=== Goal of the exercise ===
Please transcribe the entries below without changing a single character.
*** Begin section ***
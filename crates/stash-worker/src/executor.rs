//! Job executor.

use std::sync::Arc;
use std::time::Duration;

use tokio::sync::{watch, Semaphore};
use tracing::{debug, error, info, warn};
use uuid::Uuid;

use stash_queue::{JobQueue, QueueJob};

use crate::config::WorkerConfig;
use crate::error::{WorkerError, WorkerResult};
use crate::logging::JobLogger;
use crate::pipeline::VideoPipeline;

/// Block time for one XREADGROUP call.
const CONSUME_BLOCK_MS: u64 = 1000;
/// Upper bound on messages read or claimed per call.
const BATCH_SIZE: usize = 5;

/// What to do with a message whose job returned an error.
#[derive(Debug, Clone, Copy, PartialEq, Eq)]
enum FailureAction {
    /// Leave it pending; the claim loop redelivers it once idle.
    Retry,
    DeadLetter,
}

/// A pipeline error after the record loads has already marked it `failed`, so a
/// retried delivery ends as `AlreadyFinished`; only pre-load faults get re-run.
fn failure_action(retryable: bool, retry_count: u32, max_retries: u32) -> FailureAction {
    if retryable && retry_count < max_retries {
        FailureAction::Retry
    } else {
        FailureAction::DeadLetter
    }
}

/// Job executor that processes jobs from the queue.
pub struct JobExecutor {
    config: WorkerConfig,
    queue: Arc<JobQueue>,
    pipeline: Arc<VideoPipeline>,
    job_semaphore: Arc<Semaphore>,
    shutdown: watch::Sender<bool>,
    consumer_name: String,
}

impl JobExecutor {
    /// Create a new job executor.
    pub fn new(config: WorkerConfig, queue: JobQueue, pipeline: VideoPipeline) -> Self {
        let job_semaphore = Arc::new(Semaphore::new(config.max_concurrent_jobs));
        let (shutdown, _) = watch::channel(false);
        let consumer_name = format!("worker-{}", Uuid::new_v4());

        Self {
            config,
            queue: Arc::new(queue),
            pipeline: Arc::new(pipeline),
            job_semaphore,
            shutdown,
            consumer_name,
        }
    }

    pub fn consumer_name(&self) -> &str {
        &self.consumer_name
    }

    /// Run until [`JobExecutor::shutdown`] is called, then drain in-flight jobs.
    pub async fn run(&self) -> WorkerResult<()> {
        info!(
            consumer = %self.consumer_name,
            max_jobs = self.config.max_concurrent_jobs,
            "Starting job executor"
        );

        self.queue.init().await?;

        let claim_task = tokio::spawn(Self::claim_loop(
            Arc::clone(&self.queue),
            Arc::clone(&self.pipeline),
            Arc::clone(&self.job_semaphore),
            self.consumer_name.clone(),
            self.config.clone(),
            self.shutdown.subscribe(),
        ));

        let mut shutdown_rx = self.shutdown.subscribe();
        loop {
            tokio::select! {
                _ = shutdown_rx.wait_for(|stop| *stop) => {
                    info!("Shutdown signal received, stopping executor");
                    break;
                }
                result = self.consume_jobs() => {
                    if let Err(e) = result {
                        error!(error = %e, "Error consuming jobs");
                        tokio::time::sleep(Duration::from_secs(5)).await;
                    }
                }
            }
        }

        claim_task.abort();

        info!("Waiting for in-flight jobs to complete...");
        if tokio::time::timeout(self.config.shutdown_timeout, self.wait_for_jobs())
            .await
            .is_err()
        {
            warn!(
                timeout_secs = self.config.shutdown_timeout.as_secs(),
                "In-flight jobs still running at shutdown; they will be reclaimed"
            );
        }

        info!("Job executor stopped");
        Ok(())
    }

    /// Signal shutdown.
    pub fn shutdown(&self) {
        let _ = self.shutdown.send(true);
    }

    async fn consume_jobs(&self) -> WorkerResult<()> {
        let available = self.job_semaphore.available_permits();
        if available == 0 {
            tokio::time::sleep(Duration::from_millis(100)).await;
            return Ok(());
        }

        let jobs = self
            .queue
            .consume(
                &self.consumer_name,
                CONSUME_BLOCK_MS,
                available.min(BATCH_SIZE),
            )
            .await?;

        if jobs.is_empty() {
            return Ok(());
        }

        debug!(count = jobs.len(), "Consumed jobs from queue");

        for (message_id, job) in jobs {
            let permit = Arc::clone(&self.job_semaphore)
                .acquire_owned()
                .await
                .map_err(|_| WorkerError::processing_failed("Semaphore closed"))?;
            let pipeline = Arc::clone(&self.pipeline);
            let queue = Arc::clone(&self.queue);

            tokio::spawn(async move {
                let _permit = permit;
                Self::execute_job(pipeline, queue, message_id, job).await;
            });
        }

        Ok(())
    }

    /// Periodically take over messages abandoned by crashed workers.
    async fn claim_loop(
        queue: Arc<JobQueue>,
        pipeline: Arc<VideoPipeline>,
        semaphore: Arc<Semaphore>,
        consumer_name: String,
        config: WorkerConfig,
        mut shutdown_rx: watch::Receiver<bool>,
    ) {
        let min_idle_ms = u64::try_from(config.claim_min_idle.as_millis()).unwrap_or(u64::MAX);
        let mut interval = tokio::time::interval(config.claim_interval);

        loop {
            tokio::select! {
                _ = shutdown_rx.wait_for(|stop| *stop) => break,
                _ = interval.tick() => {}
            }

            let jobs = match queue
                .claim_pending(&consumer_name, min_idle_ms, BATCH_SIZE)
                .await
            {
                Ok(jobs) => jobs,
                Err(e) => {
                    warn!(error = %e, "Failed to claim pending jobs");
                    continue;
                }
            };

            if !jobs.is_empty() {
                info!(count = jobs.len(), "Claimed pending jobs");
            }

            for (message_id, job) in jobs {
                let Ok(permit) = Arc::clone(&semaphore).acquire_owned().await else {
                    return;
                };
                let pipeline = Arc::clone(&pipeline);
                let queue = Arc::clone(&queue);

                tokio::spawn(async move {
                    let _permit = permit;
                    Self::execute_job(pipeline, queue, message_id, job).await;
                });
            }
        }
    }

    /// Execute a single job with retry and DLQ handling.
    async fn execute_job(
        pipeline: Arc<VideoPipeline>,
        queue: Arc<JobQueue>,
        message_id: String,
        job: QueueJob,
    ) {
        let logger = JobLogger::new(job.job_id(), job.video_id());

        let result = match &job {
            QueueJob::ProcessVideo(j) => pipeline.process_with_logger(&j.video_id, &logger).await,
        };

        match result {
            Ok(outcome) => {
                debug!(job_id = %job.job_id(), outcome = outcome.as_str(), "Job finished");
                if let Err(e) = queue.ack(&message_id).await {
                    error!(job_id = %job.job_id(), error = %e, "Failed to ack job");
                }
                if let Err(e) = queue.clear_dedup(&job).await {
                    warn!(job_id = %job.job_id(), error = %e, "Failed to clear dedup key");
                }
            }
            Err(e) => {
                let retry_count = match queue.increment_retry(&message_id).await {
                    Ok(n) => n,
                    Err(qe) => {
                        warn!(job_id = %job.job_id(), error = %qe, "Failed to bump retry count");
                        u32::MAX
                    }
                };
                let max_retries = queue.max_retries();

                match failure_action(e.is_retryable(), retry_count, max_retries) {
                    FailureAction::Retry => {
                        info!(
                            job_id = %job.job_id(),
                            attempt = retry_count,
                            max_retries,
                            "Job will be retried"
                        );
                    }
                    FailureAction::DeadLetter => {
                        warn!(job_id = %job.job_id(), error = %e, "Moving job to DLQ");
                        if let Err(dlq_err) = queue.dlq(&message_id, &job, &e.to_string()).await {
                            error!(job_id = %job.job_id(), error = %dlq_err, "Failed to move job to DLQ");
                        }
                        if let Err(e) = queue.clear_dedup(&job).await {
                            warn!(job_id = %job.job_id(), error = %e, "Failed to clear dedup key");
                        }
                    }
                }
            }
        }
    }

    async fn wait_for_jobs(&self) {
        while self.job_semaphore.available_permits() < self.config.max_concurrent_jobs {
            tokio::time::sleep(Duration::from_millis(100)).await;
        }
    }
}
*** End section ***
=== Exercise answer ===
filename crates/stash-worker/src/executor.rs
//! Job executor.

use std::sync::Arc;
use std::time::Duration;

use tokio::sync::{watch, Semaphore};
use tracing::{debug, error, info, warn};
use uuid::Uuid;

use stash_queue::{JobQueue, QueueJob};

use crate::config::WorkerConfig;
use crate::error::{WorkerError, WorkerResult};
use crate::logging::JobLogger;
use crate::pipeline::VideoPipeline;

/// Block time for one XREADGROUP call.
const CONSUME_BLOCK_MS: u64 = 1000;
/// Upper bound on messages read or claimed per call.
const BATCH_SIZE: usize = 5;

/// What to do with a message whose job returned an error.
#[derive(Debug, Clone, Copy, PartialEq, Eq)]
enum FailureAction {
    /// Leave it pending; the claim loop redelivers it once idle.
    Retry,
    DeadLetter,
}

/// A pipeline error after the record loads has already marked it `failed`, so a
/// retried delivery ends as `AlreadyFinished`; only pre-load faults get re-run.
fn failure_action(retryable: bool, retry_count: u32, max_retries: u32) -> FailureAction {
    if retryable && retry_count < max_retries {
        FailureAction::Retry
    } else {
        FailureAction::DeadLetter
    }
}

/// Job executor that processes jobs from the queue.
pub struct JobExecutor {
    config: WorkerConfig,
    queue: Arc<JobQueue>,
    pipeline: Arc<VideoPipeline>,
    job_semaphore: Arc<Semaphore>,
    shutdown: watch::Sender<bool>,
    consumer_name: String,
}

impl JobExecutor {
    /// Create a new job executor.
    pub fn new(config: WorkerConfig, queue: JobQueue, pipeline: VideoPipeline) -> Self {
        let job_semaphore = Arc::new(Semaphore::new(config.max_concurrent_jobs));
        let (shutdown, _) = watch::channel(false);
        let consumer_name = format!("worker-{}", Uuid::new_v4());

        Self {
            config,
            queue: Arc::new(queue),
            pipeline: Arc::new(pipeline),
            job_semaphore,
            shutdown,
            consumer_name,
        }
    }

    pub fn consumer_name(&self) -> &str {
        &self.consumer_name
    }

    /// Run until [`JobExecutor::shutdown`] is called, then drain in-flight jobs.
    pub async fn run(&self) -> WorkerResult<()> {
        info!(
            consumer = %self.consumer_name,
            max_jobs = self.config.max_concurrent_jobs,
            "Starting job executor"
        );

        self.queue.init().await?;

        let claim_task = tokio::spawn(Self::claim_loop(
            Arc::clone(&self.queue),
            Arc::clone(&self.pipeline),
            Arc::clone(&self.job_semaphore),
            self.consumer_name.clone(),
            self.config.clone(),
            self.shutdown.subscribe(),
        ));

        let mut shutdown_rx = self.shutdown.subscribe();
        loop {
            tokio::select! {
                _ = shutdown_rx.wait_for(|stop| *stop) => {
                    info!("Shutdown signal received, stopping executor");
                    break;
                }
                result = self.consume_jobs() => {
                    if let Err(e) = result {
                        error!(error = %e, "Error consuming jobs");
                        tokio::time::sleep(Duration::from_secs(5)).await;
                    }
                }
            }
        }

        claim_task.abort();

        info!("Waiting for in-flight jobs to complete...");
        if tokio::time::timeout(self.config.shutdown_timeout, self.wait_for_jobs())
            .await
            .is_err()
        {
            warn!(
                timeout_secs = self.config.shutdown_timeout.as_secs(),
                "In-flight jobs still running at shutdown; they will be reclaimed"
            );
        }

        info!("Job executor stopped");
        Ok(())
    }

    /// Signal shutdown.
    pub fn shutdown(&self) {
        let _ = self.shutdown.send(true);
    }

    async fn consume_jobs(&self) -> WorkerResult<()> {
        let available = self.job_semaphore.available_permits();
        if available == 0 {
            tokio::time::sleep(Duration::from_millis(100)).await;
            return Ok(());
        }

        let jobs = self
            .queue
            .consume(
                &self.consumer_name,
                CONSUME_BLOCK_MS,
                available.min(BATCH_SIZE),
            )
            .await?;

        if jobs.is_empty() {
            return Ok(());
        }

        debug!(count = jobs.len(), "Consumed jobs from queue");

        for (message_id, job) in jobs {
            let permit = Arc::clone(&self.job_semaphore)
                .acquire_owned()
                .await
                .map_err(|_| WorkerError::processing_failed("Semaphore closed"))?;
            let pipeline = Arc::clone(&self.pipeline);
            let queue = Arc::clone(&self.queue);

            tokio::spawn(async move {
                let _permit = permit;
                Self::execute_job(pipeline, queue, message_id, job).await;
            });
        }

        Ok(())
    }

    /// Periodically take over messages abandoned by crashed workers.
    async fn claim_loop(
        queue: Arc<JobQueue>,
        pipeline: Arc<VideoPipeline>,
        semaphore: Arc<Semaphore>,
        consumer_name: String,
        config: WorkerConfig,
        mut shutdown_rx: watch::Receiver<bool>,
    ) {
        let min_idle_ms = u64::try_from(config.claim_min_idle.as_millis()).unwrap_or(u64::MAX);
        let mut interval = tokio::time::interval(config.claim_interval);

        loop {
            tokio::select! {
                _ = shutdown_rx.wait_for(|stop| *stop) => break,
                _ = interval.tick() => {}
            }

            let jobs = match queue
                .claim_pending(&consumer_name, min_idle_ms, BATCH_SIZE)
                .await
            {
                Ok(jobs) => jobs,
                Err(e) => {
                    warn!(error = %e, "Failed to claim pending jobs");
                    continue;
                }
            };

            if !jobs.is_empty() {
                info!(count = jobs.len(), "Claimed pending jobs");
            }

            for (message_id, job) in jobs {
                let Ok(permit) = Arc::clone(&semaphore).acquire_owned().await else {
                    return;
                };
                let pipeline = Arc::clone(&pipeline);
                let queue = Arc::clone(&queue);

                tokio::spawn(async move {
                    let _permit = permit;
                    Self::execute_job(pipeline, queue, message_id, job).await;
                });
            }
        }
    }

    /// Execute a single job with retry and DLQ handling.
    async fn execute_job(
        pipeline: Arc<VideoPipeline>,
        queue: Arc<JobQueue>,
        message_id: String,
        job: QueueJob,
    ) {
        let logger = JobLogger::new(job.job_id(), job.video_id());

        let result = match &job {
            QueueJob::ProcessVideo(j) => pipeline.process_with_logger(&j.video_id, &logger).await,
        };

        match result {
            Ok(outcome) => {
                debug!(job_id = %job.job_id(), outcome = outcome.as_str(), "Job finished");
                if let Err(e) = queue.ack(&message_id).await {
                    error!(job_id = %job.job_id(), error = %e, "Failed to ack job");
                }
                if let Err(e) = queue.clear_dedup(&job).await {
                    warn!(job_id = %job.job_id(), error = %e, "Failed to clear dedup key");
                }
            }
            Err(e) => {
                let retry_count = match queue.increment_retry(&message_id).await {
                    Ok(n) => n,
                    Err(qe) => {
                        warn!(job_id = %job.job_id(), error = %qe, "Failed to bump retry count");
                        u32::MAX
                    }
                };
                let max_retries = queue.max_retries();

                match failure_action(e.is_retryable(), retry_count, max_retries) {
                    FailureAction::Retry => {
                        info!(
                            job_id = %job.job_id(),
                            attempt = retry_count,
                            max_retries,
                            "Job will be retried"
                        );
                    }
                    FailureAction::DeadLetter => {
                        warn!(job_id = %job.job_id(), error = %e, "Moving job to DLQ");
                        if let Err(dlq_err) = queue.dlq(&message_id, &job, &e.to_string()).await {
                            error!(job_id = %job.job_id(), error = %dlq_err, "Failed to move job to DLQ");
                        }
                        if let Err(e) = queue.clear_dedup(&job).await {
                            warn!(job_id = %job.job_id(), error = %e, "Failed to clear dedup key");
                        }
                    }
                }
            }
        }
    }

    async fn wait_for_jobs(&self) {
        while self.job_semaphore.available_permits() < self.config.max_concurrent_jobs {
            tokio::time::sleep(Duration::from_millis(100)).await;
        }
    }
}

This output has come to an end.